### MATERIAL FOR THIS EXERCISE

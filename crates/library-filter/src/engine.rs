//! Library filtering over an ordered candidate list.

use crate::error::Result;
use crate::lookup::LibraryView;
use crate::options::FilterOptions;
use crate::query::LibraryQuery;
use crate::record::LibraryRecord;
use crate::types::RecordId;

/// Returns the candidates whose record satisfies every token.
///
/// The output is a subsequence of `candidates`: nothing is added, removed
/// as a duplicate, or reordered. With no tokens the candidates come back
/// unchanged, even those missing from `library.records`; otherwise a
/// candidate without a record never matches.
pub fn filter_library<R, S>(
    candidates: &[RecordId],
    tokens: &[S],
    library: &LibraryView<'_, R>,
    options: &FilterOptions,
) -> Result<Vec<RecordId>>
where
    R: LibraryRecord,
    S: AsRef<str>,
{
    if tokens.is_empty() {
        return Ok(candidates.to_vec());
    }

    let query = LibraryQuery::for_records::<R, S>(tokens, options)?;
    Ok(filter_candidates(&query, candidates, library))
}

pub(crate) fn filter_candidates<R: LibraryRecord>(
    query: &LibraryQuery,
    candidates: &[RecordId],
    library: &LibraryView<'_, R>,
) -> Vec<RecordId> {
    if query.is_empty() {
        return candidates.to_vec();
    }

    let mut missing = 0usize;
    let matched = candidates
        .iter()
        .copied()
        .filter(|id| match library.records.record(*id) {
            Some(record) => query.matches(record, library.tags, library.playlists),
            None => {
                missing += 1;
                false
            }
        })
        .collect::<Vec<_>>();

    if missing > 0 {
        log::debug!("{missing} candidate(s) had no record and were dropped");
    }
    matched
}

######

• TASK TO COMPLETE: Please return every line of the data, unaltered.

• RESPONSE FOR THIS EXERCISE:
filename crates/library-filter/src/engine.rs
//! Library filtering over an ordered candidate list.

use crate::error::Result;
use crate::lookup::LibraryView;
use crate::options::FilterOptions;
use crate::query::LibraryQuery;
use crate::record::LibraryRecord;
use crate::types::RecordId;

/// Returns the candidates whose record satisfies every token.
///
/// The output is a subsequence of `candidates`: nothing is added, removed
/// as a duplicate, or reordered. With no tokens the candidates come back
/// unchanged, even those missing from `library.records`; otherwise a
/// candidate without a record never matches.
pub fn filter_library<R, S>(
    candidates: &[RecordId],
    tokens: &[S],
    library: &LibraryView<'_, R>,
    options: &FilterOptions,
) -> Result<Vec<RecordId>>
where
    R: LibraryRecord,
    S: AsRef<str>,
{
    if tokens.is_empty() {
        return Ok(candidates.to_vec());
    }

    let query = LibraryQuery::for_records::<R, S>(tokens, options)?;
    Ok(filter_candidates(&query, candidates, library))
}

pub(crate) fn filter_candidates<R: LibraryRecord>(
    query: &LibraryQuery,
    candidates: &[RecordId],
    library: &LibraryView<'_, R>,
) -> Vec<RecordId> {
    if query.is_empty() {
        return candidates.to_vec();
    }

    let mut missing = 0usize;
    let matched = candidates
        .iter()
        .copied()
        .filter(|id| match library.records.record(*id) {
            Some(record) => query.matches(record, library.tags, library.playlists),
            None => {
                missing += 1;
                false
            }
        })
        .collect::<Vec<_>>();

    if missing > 0 {
        log::debug!("{missing} candidate(s) had no record and were dropped");
    }
    matched
}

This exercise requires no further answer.